与方颜雪又交待了几句,稍事安慰了下方颜雪,方恒便与高博云、高婉玲二人朝内城走去。
“不知道可否来我高府作客?”高博云诚恳邀请道,他父亲因托他之福,荣登二品尚书,自是在承京有了一座不错的府邸。
“既然高兄相邀,自然恭敬不如从命。”那高博云既然有意相邀,方恒自是答应,他如今也不急于前去王重效的府邸。
二人刚跨入内城,便见陈太傅府邸中气势冲冲奔出数人,为首那人面色苍白如纸,正是之前教训过的那名公子哥,这公子哥左右一看,便一眼瞧见方恒等人,顿时怒从心起,吼道:“之前没能教训你们,没想到你们居然还敢送上门来了!来人,把这三人给抓起来!”
身后顿时闪身而出三人,个个锻体二重修为,太阳穴突兀,一身肌肤紧实密集,三人分别冲向高博云、高婉玲、方恒。高婉玲是为女流之辈,身无武功,见此情形,连忙躲到了高博云身后。
高博云一把护住高婉玲,而方恒则踏步上前,大手拍出,当即与前方扑来的壮硕男子交手。
这男子体格块头虽大,看起来虎虎生威,但与方恒拳掌相交,却如纸糊一般,被击飞而出,整个人手臂都扭曲变形,眼看倒落在地,生死不知。
另外扑向高博云与高婉玲的二人,则显得难缠许多。
一来高博云只是锻体二重修为,即便身为天星宗弟子,学过不少高深武功,但要护住高婉玲,又双拳难敌四手,眼看其中一人趁着间隙,便抓向躲在后方的高婉玲。

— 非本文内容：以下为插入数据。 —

//! Metrics middleware for API routes.

use axum::{body::Body, http::Request, middleware::Next, response::Response};
use std::time::Instant;

use crate::metrics::{
    normalize_path, HTTP_REQUESTS_IN_FLIGHT, HTTP_REQUESTS_TOTAL, HTTP_REQUEST_DURATION,
};

/// Metrics middleware that tracks HTTP request duration and counts.
pub async fn metrics_middleware(request: Request<Body>, next: Next) -> Response {
    let start = Instant::now();
    let method = request.method().to_string();
    let path = normalize_path(request.uri().path());

    HTTP_REQUESTS_IN_FLIGHT.inc();

    let response = next.run(request).await;

    HTTP_REQUESTS_IN_FLIGHT.dec();

    let duration = start.elapsed().as_secs_f64();
    let status = response.status().as_u16().to_string();

    HTTP_REQUEST_DURATION
        .with_label_values(&[&method, &path, &status])
        .observe(duration);
    HTTP_REQUESTS_TOTAL
        .with_label_values(&[&method, &path, &status])
        .inc();

    response
}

“走开!”高婉玲大叫一声,便被那名疤脸男子一手擒住,就在这时,方恒动了,大衍步踏出,身形虚晃一下,便来到那疤脸男子身后,轻悄悄地伸手拍其后脊,这人如遭雷殛,身形一躬,顿时折倒在地,喷出一大口鲜血。
方恒伸手轻拉,将高婉玲拉到了身后。
高婉玲看着身姿飘逸,形貌洒脱的方恒,竟一时目不转睛,满脸痴意。
“小心点。”方恒轻轻地一声提醒。
“嗯。”高婉玲顿觉脸上烧红,攥起方恒袖子的一双小手更紧了些。
此刻,那边高博云见方恒三下五除二解决了二人,并救下了高婉玲,心头也是一松,他厉吼一声,手掌力道加大,仿若大楼倾塌,星辰落坠,沉重地一击落在对面那人身上。
那人猛地喷出一口鲜血,身形如一条直线滑出,半跪在地,挣扎着再难起身。
“你们这群废物!”那公子哥眼看三人被轻松解决,急得直跳脚,瞪着方恒三人,道:“我马上去喊我表哥来!”
就在这时,他身后传来一道沉凝的声音:“不用了,我在这里,有什么事?”
来人身形高挺,气宇轩昂,带着一摸云淡风轻的微笑,他看了眼地上的躺倒的三名府邸高手,眉头皱了一皱。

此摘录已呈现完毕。